Don't try to figure out LaChiusa's chronological whiplashes. Just follow the bouncy boobies.

Director John de los Santos has assembled a cast of fearless performers, none more so than the lissome Linda Leonard as the prostitute. Leonard will be starring in Uptown Players' revival of Kiss of the Spider Woman next year, a role she performed for them a decade ago. It's also good to say hello again to the supremely talented young actor Adam Garst, who moved to L.A. after wowing audiences and critics in WaterTower Theatre's production of Spring Awakening last season.
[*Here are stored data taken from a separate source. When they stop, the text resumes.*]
use clap::{Args, Parser, Subcommand};
use std::path::PathBuf;

#[derive(Parser, Debug)]
#[command(name = "licenprep")]
#[command(about = "Study tool for medical licensing exams", long_about = None)]
#[command(version)]
pub struct Cli {
    #[command(subcommand)]
    pub command: Option<Commands>,

    /// Verbose output (-v info, -vv debug, -vvv trace)
    #[arg(short, long, global = true, action = clap::ArgAction::Count)]
    pub verbose: u8,
}

#[derive(Subcommand, Debug)]
pub enum Commands {
    /// Show streak, stats and per-system progress
    #[command(alias = "d")]
    Dashboard,

    /// Manage uploaded textbooks
    #[command(alias = "tb")]
    Textbooks {
        #[command(subcommand)]
        action: Option<TextbookAction>,
    },

    /// Practice the active question set interactively
    #[command(alias = "p")]
    Practice,

    /// Generate a new question set from the textbook corpus
    #[command(alias = "g")]
    Generate(GenerateArgs),

    /// Faculty review board
    #[command(alias = "r")]
    Review {
        #[command(subcommand)]
        action: Option<ReviewAction>,
    },

    /// Show or change settings
    Settings {
        #[command(subcommand)]
        action: Option<SettingsAction>,
    },
}

#[derive(Subcommand, Debug)]
pub enum TextbookAction {
    /// List textbooks
    #[command(alias = "ls")]
    List,

    /// Register a textbook file
    Add {
        /// Path to the file (.pdf, .ppt, .pptx, .doc or .docx, up to 100 MB)
        path: PathBuf,

        /// Title (defaults to the file name)
        #[arg(short, long)]
        title: Option<String>,
    },

    /// Set a textbook's processing status
    Status {
        /// Textbook id
        id: String,

        /// processing, processed or failed
        status: String,
    },
}

#[derive(Args, Debug)]
pub struct GenerateArgs {
    /// Subject category (e.g. Cardiology)
    pub category: String,

    /// Free-text focus for retrieval
    #[arg(short, long, default_value = "")]
    pub query: String,

    /// Number of source passages to retrieve
    #[arg(short, long, default_value_t = licenprep::generation::DEFAULT_K)]
    pub k: u32,

    /// Number of questions to generate
    #[arg(
        short = 'n',
        long = "count",
        default_value_t = licenprep::generation::DEFAULT_NUM_QUESTIONS
    )]
    pub num_questions: u32,
}

#[derive(Subcommand, Debug)]
pub enum ReviewAction {
    /// List questions in each bucket
    #[command(alias = "ls")]
    List {
        /// Only show this bucket (pending, approved, flagged)
        bucket: Option<String>,
    },

    /// Move a question between buckets
    #[command(alias = "mv")]
    Move {
        /// Question id
        id: String,

        /// Source bucket
        from: String,

        /// Destination bucket
        to: String,
    },

    /// Approve every pending question
    ApproveAll,
}

#[derive(Subcommand, Debug)]
pub enum SettingsAction {
    /// Print current settings
    Show,

    /// Change one or more settings
    Set {
        /// Model tier (gpt-3.5-turbo, gpt-4, claude-3-opus, gemini-pro)
        #[arg(long)]
        model: Option<String>,

        /// Monthly token budget (100000 to 1000000)
        #[arg(long)]
        budget: Option<u32>,

        /// light, dark or system
        #[arg(long)]
        theme: Option<String>,

        /// Base URL of the question generation service (saved to config.json)
        #[arg(long)]
        api_url: Option<String>,

        /// Generation request timeout in seconds, 0 to wait indefinitely
        #[arg(long)]
        timeout: Option<u64>,
    },
}

#[cfg(test)]
mod tests {
    use super::*;
    use clap::CommandFactory;

    #[test]
    fn cli_definition_is_valid() {
        Cli::command().debug_assert();
    }

    #[test]
    fn generate_defaults() {
        let cli = Cli::try_parse_from(["licenprep", "generate", "Cardiology"]).unwrap();
        match cli.command {
            Some(Commands::Generate(args)) => {
                assert_eq!(args.category, "Cardiology");
                assert_eq!(args.query, "");
                assert_eq!(args.k, 5);
                assert_eq!(args.num_questions, 3);
            }
            other => panic!("unexpected command: {:?}", other),
        }
    }

    #[test]
    fn verbosity_counts() {
        let cli = Cli::try_parse_from(["licenprep", "-vv", "dashboard"]).unwrap();
        assert_eq!(cli.verbose, 2);
    }

    #[test]
    fn review_move_args() {
        let cli =
            Cli::try_parse_from(["licenprep", "review", "move", "q1", "pending", "approved"])
                .unwrap();
        assert!(matches!(
            cli.command,
            Some(Commands::Review {
                action: Some(ReviewAction::Move { .. })
            })
        ));
    }

    #[test]
    fn settings_set_service_args() {
        let cli = Cli::try_parse_from([
            "licenprep",
            "settings",
            "set",
            "--api-url",
            "http://gen:9000",
            "--timeout",
            "30",
        ])
        .unwrap();
        match cli.command {
            Some(Commands::Settings {
                action:
                    Some(SettingsAction::Set {
                        api_url, timeout, ..
                    }),
            }) => {
                assert_eq!(api_url.as_deref(), Some("http://gen:9000"));
                assert_eq!(timeout, Some(30));
            }
            other => panic!("unexpected command: {:?}", other),
        }
    }
}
His quirky-shy turn as the college kid in the Uptown Show balances the heat in the other scenes.

The soft, warm lighting design for the current show is by David Gibson, flattering everyone's bare bodkins. Costumes by Suzi Cranford are period-specific and easily removed with nary a pinch or shimmy. Wigs and makeup by Coy Covington enhance the already gorgeous features of the Uptown cast.

Don't worry, it's all right to stare. Out there in the dark, no one can see you blush.